The publications resulting from this dissertation are given in the references [39, 42, 43, 44, 50, 51, 52, 54]. The work presented in this dissertation could be extended in several directions.

The higher power densities in 3-D integrated circuits makes thermal management a critical issue. The temperature-aware synthesis methods of Chapter 5 could be incorporated in the 3-D high-level synthesis algorithm proposed in Chapter 3.

The net-topology aware binding algorithm presented in Chapter 4 could be extended to incorporate interconnect planning and estimation techniques for wire-sizing, wire-spacing, and buffer planning using the interconnect estimation models of Cong and Pan in [124].

The temperature-aware high-level synthesis technique presented in Chapter 5 currently estimates on-chip thermal distributions based on the switching power dissipation of the datapath functional units. Future work could extend the current technique to also account for the effects of leakage power when estimating the temperatures of datapath functional units.
The stochastic wirelength estimation based clock period optimization algorithm presented in Chapter 6 could be extended to minimize interconnect power consumption.

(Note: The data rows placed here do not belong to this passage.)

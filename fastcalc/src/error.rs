use thiserror::Error;

pub type Result<T> = std::result::Result<T, CalcError>;

#[derive(Error, Debug)]
pub enum CalcError {
    #[error("File I/O error: {0}")]
    Io(#[from] std::io::Error),

    #[error("Invalid file size: {0}")]
    InvalidSize(u64),

    #[error("Invalid worker count: {0}")]
    InvalidWorkers(usize),

    #[error("Invalid data at byte {offset}: {reason}")]
    Malformed { offset: usize, reason: &'static str },

    #[error("Station name is not valid UTF-8: {0}")]
    Utf8(#[from] std::string::FromUtf8Error),

    #[error("More than {0} distinct stations in one chunk")]
    TooManyStations(usize),

    #[error("Thread pool error: {0}")]
    ThreadPool(#[from] rayon::ThreadPoolBuildError),
}

impl CalcError {
    pub(crate) fn malformed(offset: usize, reason: &'static str) -> Self {
        CalcError::Malformed { offset, reason }
    }
}
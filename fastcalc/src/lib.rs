//! Per-station min/mean/max over `name;temperature` records.
//!
//! The input is split into newline-aligned chunks, one per worker. Each worker
//! folds its chunk into a table keyed by a hash of the station name, and the
//! tables are merged once every worker has finished.

mod aggregate;
mod config;
mod error;
mod merge;
mod parse;
mod partition;
mod report;
mod round;
mod stats;
mod table;

pub use aggregate::{parse_record, process_chunk};
pub use config::{Config, FNV_OFFSET64, FNV_PRIME64};
pub use error::{CalcError, Result};
pub use merge::{StationMap, merge};
pub use parse::{is_valid_number, load_u64_le, parse_number, parse_number_le};
pub use partition::{CHUNK_OVERLAP, Chunk, Partition, partition};
pub use report::Report;
pub use round::{Summary, round_half_up, round_tenths};
pub use stats::StationStats;
pub use table::MAX_STATIONS;

use memmap2::MmapOptions;
use rayon::prelude::*;
use std::fs::File;
use std::path::Path;
use tracing::debug;

/// Aggregates a whole input buffer.
pub fn process(data: &[u8], cfg: &Config) -> Result<Report> {
    let merged = match partition(data, cfg.workers)? {
        Partition::Single => parse_record(data, 0)?,
        Partition::Chunks { chunks, last } => {
            debug!(
                bytes = data.len(),
                workers = cfg.workers,
                chunks = chunks.len(),
                largest = chunks.iter().map(Chunk::len).max(),
                "partitioned input"
            );
            let tail = parse_record(&data[last.clone()], last.start)?;

            let pool = rayon::ThreadPoolBuilder::new()
                .num_threads(cfg.workers.min(chunks.len()))
                .build()?;
            let parts = pool.install(|| {
                chunks
                    .par_iter()
                    .map(|c| process_chunk(c.view(data), c.start, cfg))
                    .collect::<Result<Vec<_>>>()
            })?;

            merge(parts.into_iter().chain(std::iter::once(tail)))
        }
    };
    Report::new(merged)
}

/// Maps the file read-only and returns the formatted result line.
pub fn solve<P: AsRef<Path>>(path: P, cfg: &Config) -> Result<String> {
    let file = File::open(path)?;
    let size = file.metadata()?.len();
    if size == 0 || usize::try_from(size).is_err() {
        return Err(CalcError::InvalidSize(size));
    }
    let mapped_file = unsafe { MmapOptions::new().map(&file)? };

    let report = process(&mapped_file, cfg)?;
    debug!(stations = report.len(), rows = report.rows(), "aggregated");

    Ok(format!("{report}\n"))
}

A natural extension of the Genetic Algorithm proposed in Chapter 7 is to integrate it into an evolvable hardware-based HLS framework. In this framework, the evolved circuit is implemented in an FPGA hardware. The population of solutions is maintained outside the circuit, and the evolutionary mechanisms of selection, crossover, mutation, and fitness computation, are executed outside the resulting circuit, as well. However, the fitness of the solutions are evaluated by programming them in the FPGA hardware, where the performance characteristics of the implemented circuit are determined in terms of measurable metrics such as silicon area, operation speed, and dissipated power. The datapath circuits are synthesized off-line using higher level functions (adders, multipliers, multiplexers, registers). Use of higher-level functional modules reduces the search space by orders of magnitude, when compared to using a gate-level (i.e., logic cell-level) representation. In addition, it has the benefit of reducing the size of the genome used to represent solutions. During fitness evaluation, each chromosome encoding in the GA population is decoded into a circuit netlist comprising of an interconnection of such higher-level functional modules. Since these functional modules are drawn from a pre-designed module library, the decoded circuit is mapped to a netlist of logic cells implementing the desired circuit, and loaded onto the FPGA circuit board for evaluation.
REFERENCES


[90] Predictive Technology Model (PTM), [online]: http://www.eas.asu.edu/~ptm


ABOUT THE AUTHOR

Vyas Krishnan received the Bachelor of Engineering degree in Electrical Engineering from the National Institute of Technology – Surathkal, India. He received the Master of Science degree in Computer Science from the University of South Florida, and a Master of Science degree in Physics, also from the University of South Florida. He has taught several courses as an instructor, both, at the Department of Computer Science and Engineering, and at the Department of Physics, in the University of South Florida. He has published several research papers in peer-reviewed journals and international conferences, in the areas of VLSI design automation and semiconductor physics. His research interests are in the areas of semiconductor device physics, high-level synthesis for low-power high-performance designs, physical synthesis for nanometer-CMOS technologies, VLSI design automation, computer architecture, and multimedia processors.